• Work item: Beginning with the first line, please repeat the entries exactly and end on the line that contains "survive that model".

• Input:
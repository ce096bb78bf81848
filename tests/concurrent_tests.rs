/// Concurrent access tests
///
/// Requests are independent tasks over one shared store; coordination is
/// read-then-write only. These pin the guarantees that survive that model
/// and document the one that does not (first-comment thread creation).
/// Run with: cargo test --test concurrent_tests
use std::sync::Arc;

use chrono::{Duration, Utc};
use tripplan::core::{EntityType, ObjectRef};
use tripplan::model::{
    CreateActivity, CreateComment, CreateDestination, CreatePlanner, CreateUser, User,
};
use tripplan::service::TripPlanDb;
use tripplan::storage::{Collection, MemoryStore};

async fn setup() -> (Arc<TripPlanDb<MemoryStore>>, User) {
    let db = Arc::new(TripPlanDb::new(Arc::new(MemoryStore::new())));
    let user = db
        .create_user(CreateUser {
            user_name: "jdoe".to_string(),
            preferred_name: "John Doe".to_string(),
        })
        .await
        .unwrap();
    (db, user)
}

fn planner_input(user: &User, name: &str) -> CreatePlanner {
    CreatePlanner {
        created_by: user.id.clone(),
        name: name.to_string(),
        description: None,
        start_date: Utc::now(),
        end_date: Utc::now() + Duration::days(3),
        ro_users: Vec::new(),
        rw_users: Vec::new(),
        invites: Vec::new(),
    }
}

#[tokio::test]
async fn test_planner_with_many_siblings_cascades_fully() {
    let (db, user) = setup().await;

    // 1. One planner, eight destination subtrees with activities
    let planner = db.create_planner(planner_input(&user, "Big trip")).await.unwrap();
    for d in 0..8 {
        let destination = db
            .create_destination(
                &user.id,
                &planner.id,
                CreateDestination {
                    created_by: user.id.clone(),
                    name: format!("Stop {d}"),
                    start_date: Utc::now(),
                    end_date: Utc::now() + Duration::days(1),
                },
            )
            .await
            .unwrap();
        for a in 0..3 {
            db.create_activity(
                &user.id,
                &planner.id,
                &destination.id,
                CreateActivity {
                    created_by: user.id.clone(),
                    name: format!("Activity {d}-{a}"),
                    start_date: Utc::now(),
                    duration: 60,
                    location: None,
                },
            )
            .await
            .unwrap();
        }
    }

    // 2. Sibling subtrees cascade concurrently; every record must go
    db.delete_planner(&user.id, &planner.id).await.unwrap();
    assert_eq!(db.store().len(Collection::Destinations).await.unwrap(), 0);
    assert_eq!(db.store().len(Collection::Activities).await.unwrap(), 0);
}

#[tokio::test]
async fn test_concurrent_deletes_of_independent_planners() {
    let (db, user) = setup().await;

    let mut planners = Vec::new();
    for i in 0..4 {
        let planner = db
            .create_planner(planner_input(&user, &format!("Trip {i}")))
            .await
            .unwrap();
        planners.push(planner);
    }

    let mut handles = Vec::new();
    for planner in planners {
        let db = Arc::clone(&db);
        let actor = user.id.clone();
        handles.push(tokio::spawn(async move {
            db.delete_planner(&actor, &planner.id).await
        }));
    }
    for handle in handles {
        handle.await.unwrap().unwrap();
    }

    assert_eq!(db.store().len(Collection::Planners).await.unwrap(), 0);
}

#[tokio::test]
async fn test_first_comment_race_never_loses_a_comment() {
    let (db, user) = setup().await;
    let planner = db.create_planner(planner_input(&user, "Race trip")).await.unwrap();
    let target = ObjectRef::new(EntityType::Planner, planner.id.clone());

    // 1. Two first-comments race on a thread that does not exist yet.
    //    Check-then-create means they may mint two threads; that
    //    duplication is accepted, losing a comment record is not.
    let a = {
        let db = Arc::clone(&db);
        let target = target.clone();
        let author = user.id.clone();
        tokio::spawn(async move {
            db.add_comment(
                &target,
                CreateComment {
                    created_by: author,
                    title: "first!".to_string(),
                    content: "from task a".to_string(),
                },
            )
            .await
        })
    };
    let b = {
        let db = Arc::clone(&db);
        let target = target.clone();
        let author = user.id.clone();
        tokio::spawn(async move {
            db.add_comment(
                &target,
                CreateComment {
                    created_by: author,
                    title: "also first!".to_string(),
                    content: "from task b".to_string(),
                },
            )
            .await
        })
    };

    // 2. Both writers succeed and both records exist
    a.await.unwrap().unwrap();
    b.await.unwrap().unwrap();
    assert_eq!(db.store().len(Collection::Comments).await.unwrap(), 2);

    // 3. At least one landed in the thread the reader resolves; with a
    //    duplicate thread the other record is reachable by id only
    let visible = db.get_comments(&target).await.unwrap();
    assert!(!visible.is_empty());
    assert!(db.store().len(Collection::CommentThreads).await.unwrap() <= 2);
}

• Result for this task:
repository ce096bb78bf81848
filename tests/concurrent_tests.rs
/// Concurrent access tests
///
/// Requests are independent tasks over one shared store; coordination is
/// read-then-write only. These pin the guarantees that survive that model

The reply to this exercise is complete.